To J. D. Hooker   13 July [1861]

2. Hesketh Crescent | Torquay

July 13th

My dear Hooker

I am glad to hear of Worthing & I hope it will do Mrs. Hooker good.—1 I hope Harvey is better:2 I got his Review of me a day or two ago,3 from which I infer he must be convalescent: it very good & fair: but it is funny to see a man argue on the succession of animals from Noahs Deluge; as God did not then wholly destroy man, probably he did not wholly destroy the races of other animals at each geological period!4 I never expected to have a helping hand from the Old Testament.

I have no suggestions for Mr. Salvin;5 but I heartily concur about St. Martha & once before urged some collectors to visit it.6 The alpine forms would be very interesting. Just say a word to him to attend to domestic animals & plants.— By the way if he talks the language, ask him as personal favour to me to enquire a little in the wilder regions whether any of the farmers take any pains in breeding from the better animals or such as strike their fancy. But I fear such information (& I have much) would come too late for me.—

I am got profoundly interested in Orchids & think I have made out homologies of the sticky so-called gland of the pollinia, & of the rostellum to each other clearly. Veitch & Co have never even answered my letter & I much fear I shall get nothing.7 If they would but say “no”, I would write elsewhere. I much want a Cattleyea or some one of the Epidendreæ, as I have examined a Humble-Bee with the pollinia of Cattlyea attached to its back.—8 Really the contrivances in Orchids beat, I think, any animal.
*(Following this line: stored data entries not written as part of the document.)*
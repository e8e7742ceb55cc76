//! Per-Tenant API Executor
//!
//! Serializes every key/value request of one tenant storage path through a single worker.
//!
//! ## Responsibilities
//! - **Queueing**: `submit` pushes the request onto an unbounded FIFO and waits on a
//!   one-shot reply for that request alone.
//! - **Draining**: The worker wakes when the queue becomes non-empty and then drains it to
//!   empty, including requests that arrive mid-drain, before it waits again. Arrivals during
//!   a drain never trigger a separate pass: they are picked up by the running one.
//! - **Termination**: `terminate` is one-way. Requests still queued resolve as
//!   [`ApiError::Canceled`]; a request that already started always runs to completion.
//! - **Events**: Every request emits `start`, then its result or error, strictly before its
//!   reply is posted.

use super::error::ApiError;
use super::events::{EventHub, EventSubscription, ExecutorEvent};
use super::protocol;
use super::types::*;
use crate::storage::KeyValueStore;

use serde_json::{Map, Value, json};
use std::path::{Path, PathBuf};
use std::sync::Arc;
use tokio::sync::{mpsc, oneshot, watch};

/// A queued request and the channel its outcome is posted to.
struct Pending {
    request: ApiRequest,
    reply: oneshot::Sender<Result<Value, ApiError>>,
}

pub struct ApiExecutor {
    tenant: String,
    storage_path: PathBuf,
    queue: mpsc::UnboundedSender<Pending>,
    state: watch::Sender<ExecutorState>,
    events: EventHub,
}

impl ApiExecutor {
    /// Creates the executor and spawns its worker on the current Tokio runtime.
    pub fn spawn(tenant: &str, storage_path: &Path, config: &ExecutorConfig) -> Arc<Self> {
        let (queue_tx, queue_rx) = mpsc::unbounded_channel();
        let (state_tx, state_rx) = watch::channel(ExecutorState::Running);
        let events = EventHub::new(config.event_capacity);

        let worker = Worker {
            tenant: tenant.to_string(),
            store: KeyValueStore::new(storage_path),
            queue: queue_rx,
            state: state_rx,
            events: events.clone(),
        };
        tokio::spawn(worker.run());

        tracing::info!("[{}] API executor started for {:?}", tenant, storage_path);

        Arc::new(Self {
            tenant: tenant.to_string(),
            storage_path: storage_path.to_path_buf(),
            queue: queue_tx,
            state: state_tx,
            events,
        })
    }

    pub fn tenant(&self) -> &str {
        &self.tenant
    }

    pub fn storage_path(&self) -> &Path {
        &self.storage_path
    }

    pub fn state(&self) -> ExecutorState {
        *self.state.borrow()
    }

    pub fn is_terminated(&self) -> bool {
        self.state() == ExecutorState::Terminated
    }

    /// Parses an envelope and submits it.
    ///
    /// Malformed envelopes are reported as events and rejected without entering the queue.
    pub async fn execute(&self, envelope: &str) -> Result<Value, ApiError> {
        tracing::info!("[{}] json:{}", self.tenant, envelope);
        match protocol::parse_request(envelope) {
            Ok(request) => self.submit(request).await,
            Err(err) => {
                let param = serde_json::from_str(envelope)
                    .unwrap_or_else(|_| Value::String(envelope.to_string()));
                tracing::warn!("[{}] rejected request: {}", self.tenant, err);
                self.events
                    .emit(ExecutorEvent::failed(RequestId::new(), param, &err));
                Err(err)
            }
        }
    }

    /// Enqueues `request` and waits for its outcome.
    pub async fn submit(&self, request: ApiRequest) -> Result<Value, ApiError> {
        if self.is_terminated() {
            return Err(self.reject(&request));
        }

        let (reply, outcome) = oneshot::channel();
        if let Err(mpsc::error::SendError(pending)) = self.queue.send(Pending { request, reply }) {
            // The worker already closed the queue on its way out.
            return Err(self.reject(&pending.request));
        }

        outcome.await.unwrap_or(Err(ApiError::Canceled))
    }

    /// Subscribes to every event emitted from now on.
    pub fn attach(&self) -> EventSubscription {
        self.events.subscribe()
    }

    /// Stops the worker. Idempotent.
    pub fn terminate(&self) {
        let changed = self.state.send_if_modified(|state| {
            if *state == ExecutorState::Running {
                *state = ExecutorState::Terminated;
                true
            } else {
                false
            }
        });
        if changed {
            tracing::info!("[{}] API executor terminated", self.tenant);
        }
    }

    fn reject(&self, request: &ApiRequest) -> ApiError {
        let err = ApiError::Canceled;
        self.events.emit(ExecutorEvent::failed(
            request.id.clone(),
            request.envelope.clone(),
            &err,
        ));
        err
    }
}

/// The single consumer of an executor's queue.
struct Worker {
    tenant: String,
    store: KeyValueStore,
    queue: mpsc::UnboundedReceiver<Pending>,
    state: watch::Receiver<ExecutorState>,
    events: EventHub,
}

impl Worker {
    async fn run(mut self) {
        loop {
            tokio::select! {
                biased;

                _ = terminated(&mut self.state) => break,

                next = self.queue.recv() => match next {
                    Some(first) => self.drain(first).await,
                    // Every sender is gone: the executor itself was dropped.
                    None => break,
                },
            }
        }

        self.cancel_remaining();
        tracing::debug!("[{}] API worker stopped", self.tenant);
    }

    /// Runs `first` and everything queued behind it, one at a time, until the queue is empty.
    async fn drain(&mut self, first: Pending) {
        let mut next = Some(first);
        while let Some(pending) = next {
            if self.is_terminated() {
                self.cancel(pending);
                return;
            }
            self.execute(pending).await;
            next = self.queue.try_recv().ok();
        }
    }

    async fn execute(&self, pending: Pending) {
        let Pending { request, reply } = pending;
        let id = request.id.clone();
        let param = request.envelope.clone();
        let tenant = self.tenant.clone();
        let store = self.store.clone();
        let events = self.events.clone();

        // Storage is blocking file I/O; keep it off the async workers. The join below is
        // what keeps requests strictly sequential.
        let outcome = tokio::task::spawn_blocking(move || dispatch(&tenant, &store, &events, &request))
            .await
            .unwrap_or_else(|e| Err(panicked(&self.tenant, &self.events, id, param, e)));

        // The caller may have gone away; the request still ran.
        let _ = reply.send(outcome);
    }

    fn cancel(&self, pending: Pending) {
        let err = ApiError::Canceled;
        self.events.emit(ExecutorEvent::failed(
            pending.request.id.clone(),
            pending.request.envelope.clone(),
            &err,
        ));
        let _ = pending.reply.send(Err(err));
    }

    fn cancel_remaining(&mut self) {
        self.queue.close();
        let mut canceled = 0;
        while let Ok(pending) = self.queue.try_recv() {
            self.cancel(pending);
            canceled += 1;
        }
        if canceled > 0 {
            tracing::info!("[{}] canceled {} queued requests", self.tenant, canceled);
        }
    }

    fn is_terminated(&self) -> bool {
        *self.state.borrow() == ExecutorState::Terminated
    }
}

/// Resolves once the executor is terminated or dropped.
async fn terminated(state: &mut watch::Receiver<ExecutorState>) {
    let _ = state
        .wait_for(|state| *state == ExecutorState::Terminated)
        .await;
}

/// Reports a request whose blocking task panicked as an internal error.
pub(crate) fn panicked(
    tenant: &str,
    events: &EventHub,
    id: RequestId,
    param: Value,
    err: tokio::task::JoinError,
) -> ApiError {
    tracing::error!("[{}] request panicked: {}", tenant, err);
    let err = ApiError::Internal(err.to_string());
    events.emit(ExecutorEvent::failed(id, param, &err));
    err
}

/// Executes one request against storage and emits its events.
fn dispatch(
    tenant: &str,
    root: &KeyValueStore,
    events: &EventHub,
    request: &ApiRequest,
) -> Result<Value, ApiError> {
    let store = match &request.namespace {
        Some(name) => root.namespace(name),
        None => root.clone(),
    };
    let op = request.operation.name();

    events.emit(ExecutorEvent::start(request));

    match run_operation(&store, &request.operation) {
        Ok((data, result)) => {
            tracing::info!("[{}] {}: done {}", tenant, op, data);
            events.emit(ExecutorEvent::completed(request, data));
            Ok(result)
        }
        Err(err) => {
            tracing::error!("[{}] {}: {}", tenant, op, err);
            events.emit(ExecutorEvent::failed(
                request.id.clone(),
                request.envelope.clone(),
                &err,
            ));
            Err(err)
        }
    }
}

/// Returns `(event data, result)` for a successful operation.
fn run_operation(store: &KeyValueStore, operation: &Operation) -> Result<(Value, Value), ApiError> {
    match operation {
        Operation::Noop => Ok((Value::Null, Value::Null)),

        Operation::List => {
            let keys = store.list()?;
            Ok((json!(keys), json!(keys)))
        }

        Operation::Write(items) => {
            let keys = store.write(items)?;
            Ok((json!(keys), json!(keys)))
        }

        Operation::Read(keys) => {
            let mut values = Map::new();
            for key in keys {
                values.insert(key.clone(), Value::String(store.read(key)?));
            }
            Ok((json!(keys), Value::Object(values)))
        }

        Operation::Delete(keys) => {
            let mut removed = Vec::new();
            for key in keys {
                if store.delete(key)? {
                    removed.push(key.clone());
                }
            }
            Ok((json!(removed), json!(removed)))
        }
    }
}
//! Key <-> filename codec.
//!
//! Keys are arbitrary strings supplied by clients, so they are never used as
//! path components directly. Each key is stored under the lowercase hex of its
//! UTF-8 bytes: the result only contains `[0-9a-f]`, cannot traverse
//! directories, cannot collide unless the keys themselves collide, and sorts
//! the same way the raw bytes do.

/// Extension of durable, visible entries.
pub const COMMITTED_EXT: &str = "txt";

/// Extension of entries written during the stage phase of a batch write.
pub const STAGED_EXT: &str = "tmp";

/// Encodes a key into an extension-less filename.
pub fn encode_key(key: &str) -> String {
    hex::encode(key.as_bytes())
}

/// Decodes an extension-less filename back into its key.
///
/// Returns `None` for names that were not produced by [`encode_key`]
/// (foreign files dropped into the storage directory).
pub fn decode_key(stem: &str) -> Option<String> {
    let bytes = hex::decode(stem).ok()?;
    String::from_utf8(bytes).ok()
}

/// Full filename for `key` with the given extension.
pub fn file_name(key: &str, ext: &str) -> String {
    format!("{}.{}", encode_key(key), ext)
}

/// Splits `name` into its stem if it carries `ext`.
pub fn strip_ext<'a>(name: &'a str, ext: &str) -> Option<&'a str> {
    name.strip_suffix(ext)?.strip_suffix('.')
}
I am ashamed to say that I have not read Du Chaillu;9 for I have lost the art of reading & am either idle or writing

Farewell my dear Hooker. How I wish you were at this charming place | Adios.— C. Darwin

William is dissecting & drawing like mad.—10

Footnotes

The Hookers were apparently intending to visit Worthing, on the Sussex coast, in the hope that the seaside would benefit Frances Harriet Hooker, who was grieving over the recent death of her father John Stevens Henslow.
William Henry Harvey was suffering from a ‘hæmorrhage from the lungs’ (see letter to J. D. Hooker, 22 June [1861] and n. 3).
In his essay on the ‘natural evolution of organic species’, Harvey argued that it is ‘more probable that the living horse is a lineal descendant of some fossil horse, than that God first wholly destroyed one horse and then re-created from the dust a slightly improved horse.’ (Harvey 1861, p. 150). Harvey used the same argument for man, assuming the preservation of ‘the line of Adam’s posterity through Noah.’
Osbert Salvin was preparing to leave in the autumn of 1861 on a natural history expedition to Guatemala (DNB).
Santa Marta is a port city in northern Colombia, bordering on the Sierra Nevada de la Santa Marta mountain range.
See letter to J. D. Hooker, [6 July 1861]. The nursery of Veitch & Son of Chelsea specialised in orchids.
See letter to Frederick Smith, [19 June 1861]. Having examined almost all the genera of British orchids, CD was beginning to study various genera of foreign orchids to compare and contrast their various pollination mechanisms. For the results of CD’s study of the Epidendreae, see Orchids, pp. 159–66.
Having been interested in botany for a number of years, William Erasmus Darwin was currently studying the anatomy of plants by means of dissection. He had joined the Darwins in Torquay on 9 July 1861 (Emma Darwin’s diary). See letters to J. D. Hooker, 19 June [1861] and 22 June [1861]. Two of William’s botanical notebooks are in the Darwin Archive–CUL (DAR 117 and 234).

Bibliography

DNB: Dictionary of national biography. Edited by Leslie Stephen and Sidney Lee. 63 vols. and 2 supplements (6 vols.). London: Smith, Elder & Co. 1885–1912. Dictionary of national biography 1912–90. Edited by H. W. C. Davis et al. 9 vols. London: Oxford University Press. 1927–96.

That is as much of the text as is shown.